Trees could be the key to making food production more resilient amid climate change and biodiversity loss, say scientists.
Agroforestry – combining trees with livestocks or crops – can protect animals during heat waves, boost yields and reduce river and air pollution, say researchers.
The findings will be presented at the UK’s first Agroforestry Show – alongside new discoveries by farmers who are already incorporating trees on their farms as tools for climate resilience while producing food.
Organised by the Soil Association and Woodland Trust, the two-day event is being held on 6-7 September at Eastbrook Farm, near Swindon, Wiltshire. It aims to show farmers how to introduce agroforestry on their land.
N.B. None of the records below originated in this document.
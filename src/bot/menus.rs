//! Menu texts and inline keyboards.

use crate::bot::actions::BotAction;
use crate::channels::{InlineButton, InlineKeyboard};
use crate::profile::UserProfile;
use crate::stock::{Category, StockSnapshot};
use std::fmt::Write as _;

pub const WELCOME_TEXT: &str = "Welcome to Garden Stock Tracker! 🌱\n\n\
Features:\n\
• View current stock items\n\
• Track specific items\n\
• Get notifications when tracked items appear\n\
• Toggle tracking on/off\n\n\
Use /menu to start tracking!";

pub const MENU_TEXT: &str = "━━━━━ MENU ━━━━━\n\nChoose an option:";
pub const TRACKING_TEXT: &str = "━━━━  TRAKING SETTINGS  ━━━━\n\nChoose your items:";
pub const STOCK_HEADER: &str = "━━━━━━ STOCK ━━━━━━\n\n";
pub const LOADING_TEXT: &str = "Loading stock data...";
pub const OUTDATED_WARNING: &str = "⚠️ WARNING: Stock data might be outdated!\n\n";
pub const ACCESS_DENIED_TEXT: &str = "⛔ Access denied";

fn button(label: impl Into<String>, action: &BotAction) -> InlineButton {
    InlineButton::new(label, action.callback_data())
}

/// Main menu with the subscriber's current tracking state.
#[must_use]
pub fn main_menu(profile: &UserProfile) -> InlineKeyboard {
    let status = if profile.enabled {
        "🟢 Tracking ON"
    } else {
        "🔴 Tracking OFF"
    };
    let mut keyboard = InlineKeyboard::default();
    keyboard.push_row(vec![button("🔍 View Current Stock", &BotAction::ViewStock)]);
    keyboard.push_row(vec![button("⚙️ Configure Tracking", &BotAction::ConfigTracking)]);
    keyboard.push_row(vec![button(status, &BotAction::ToggleTracking)]);
    keyboard
}

/// Rendered stock listing.
///
/// `refreshing` marks a moment when a new rotation may already be published
/// but not fetched yet.
#[must_use]
pub fn stock_view(snapshot: &StockSnapshot, refreshing: bool) -> (String, InlineKeyboard) {
    let mut text = String::from(STOCK_HEADER);
    if refreshing {
        text.push_str(OUTDATED_WARNING);
    }
    let _ = write!(text, "Current Stock (from {}):\n\n", snapshot.timestamp);
    for section in &snapshot.sections {
        let _ = writeln!(text, "📦 {}:", section.label);
        for item in &section.items {
            let _ = writeln!(text, "• {} - {}", item.name, item.quantity);
        }
        text.push('\n');
    }

    let mut keyboard = InlineKeyboard::default();
    keyboard.push_row(vec![
        button("« Back", &BotAction::MainMenu),
        button("↻ Refresh", &BotAction::ViewStock),
    ]);
    (text, keyboard)
}

/// Item toggles for `category`, two per row, with category navigation.
#[must_use]
pub fn tracking_menu(profile: &UserProfile, category: Category) -> InlineKeyboard {
    let mut keyboard = InlineKeyboard::default();
    for pair in category.catalog().chunks(2) {
        let row = pair
            .iter()
            .map(|item| {
                let mark = if profile.is_tracking(category, item) {
                    "✅"
                } else {
                    "❌"
                };
                button(
                    format!("{mark} {item}"),
                    &BotAction::Track {
                        category,
                        item: (*item).to_owned(),
                    },
                )
            })
            .collect();
        keyboard.push_row(row);
    }

    keyboard.push_row(vec![
        button("←", &BotAction::ShowCategory(category.prev())),
        button(category.as_str(), &BotAction::Noop),
        button("→", &BotAction::ShowCategory(category.next())),
    ]);
    keyboard.push_row(vec![button("« Back", &BotAction::MainMenu)]);
    keyboard
}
The event programme will feature more than 100 speakers on all aspects of agroforestry – including how trees can prevent river pollution and reduce ammonia emission, plus insights into the benefits of tree shade to reduce heat impacts on livestock.
Farmers already practising agroforestry will share their experiences – both what has worked and what hasn’t with tree planting – and the impacts it has on nature, with new updates on farm research supported by the event organisers.
The need to adapt to a rapidly changing climate has becoe a critical concern for farmers. Speakers will reveal how adopting agroforestry can serve as an important buffer in heatwaves as well as in cold and wet conditions.
Drier and hotter summers can have devastating effects on both arable and livestock farms
But shade from trees can prevent heat stress on crops and animals –
helping to maintain productivity, reduce disease and make yields more robust.
Soil Association head of agroforestry Ben Raskin said: “The nation’s love of trees and hedgerows shows we intrinsically understand the benefits of trees on farms. But we desperately need more, and this event aims to empower people to make this happen.
“Agroforestry can deliver resilience for land managers across the country,” says Mr Raskin.
Trees can protect their farms from extreme weather, make additional income from tree products and build biodiversity into their land.
Modelling by Cranfield University suggests that establishing agroforestry on 30% of England’s grasslands could help pastoral livestock systems reach by 2051.
Helen Chesshire, lead farming advocate at the Woodland Trust said: “We know that bringing more trees into the UK farmed landscapes is essential if we are to meet nature and climate goals.
“Agroforestry does this while supporting farmers to produce agricultural outputs – a win-win scenario. But with less than 5% the UK agricultural area under agroforestry this show is needed to give farmers and foresters the confidence to implement it at scale.”